Particle size selection

Particle size selection can occur at several different points in the ISM sample processing. It can be used as part of the dry sample conditioning or disaggregation process (see Section, with the 2 mm (#10) sieve being the most common. For example, a general ISM sample preparation procedure may be to air-dry, sieve to the selected particle size (e.g., <2mm), subsample by the appropriate method (see Section, extract, and analyze. Particle size selection via sieving must be evaluated during the systematic planning and DQO determination process. Careful consideration should be given to the particle size of interest and whether it meets the project DQOs. Additionally, sieving may “dilute” contaminant concentrations by removing larger contaminant particles (e.g., lead or clay target fragments from small arms ranges, lead-based paint fragments, etc.), or “enrich” contaminant concentrations by removing larger, less-contaminated fractions (e.g. rocks, pebbles, organic matter, etc).

To meet some DQOs it may be necessary to sieve moist “sticky” soil or clay samples when particle size selection to exclude coarse matrix particles is required and air-drying is not acceptable. Mechanical sieve shaking is generally not effective; rather the sample must be gently pushed against the sieve screen and extruded through the sieve (see Figure 6-2). At present this is a very labor-intensive process, and the risk of damaging the sieve is high.

Example of wet-sieving soil on an as-received basis.

Figure 6-2. Example of wet-sieving soil on an "as-received" basis.

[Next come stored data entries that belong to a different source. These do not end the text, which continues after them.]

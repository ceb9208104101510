use sea_orm::entity::prelude::*;
use serde::{Deserialize, Serialize};

/// Append-only audit row, one per provider call the Worker makes (§11.1).
/// Written regardless of whether the call produced a persisted
/// [`super::result::Model`], and never mutated afterward.
#[derive(Clone, Debug, PartialEq, Eq, DeriveEntityModel, Serialize, Deserialize)]
#[sea_orm(table_name = "history_entries")]
pub struct Model {
    #[sea_orm(primary_key)]
    pub id: i64,
    pub failure_id: i64,
    pub query: String,
    pub language: String,
    pub provider: String,
    pub status: String,
    pub results_found: i32,
    pub error_message: Option<String>,
    pub elapsed_seconds: Option<f64>,
    pub executed_at: DateTimeUtc,
}

#[derive(Copy, Clone, Debug, EnumIter, DeriveRelation)]
pub enum Relation {
    #[sea_orm(
        belongs_to = "super::failure::Entity",
        from = "Column::FailureId",
        to = "super::failure::Column::Id"
    )]
    Failure,
}

impl Related<super::failure::Entity> for Entity {
    fn to() -> RelationDef {
        Relation::Failure.def()
    }
}

impl ActiveModelBehavior for ActiveModel {}

impl From<Model> for research_core::models::HistoryEntry {
    fn from(model: Model) -> Self {
        Self {
            id: model.id,
            failure_id: model.failure_id,
            query: model.query,
            language: model.language,
            provider: model.provider,
            status: model.status,
            results_found: model.results_found,
            error_message: model.error_message,
            elapsed_seconds: model.elapsed_seconds,
            executed_at: model.executed_at,
        }
    }
}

Sieving can also be used to determine whether the milling step is complete. Particles below the DQO-specified size are removed from the milling process, and those above the predetermined cutoff size are returned to the milling equipment for additional particle size reduction. Common maximum particle size cutoffs are 250 μm (#60), 150 μm (#100), 75 μm (#200). Alternatively, final particle size suitability can be estimated by touch or visual inspection when less accuracy is acceptable.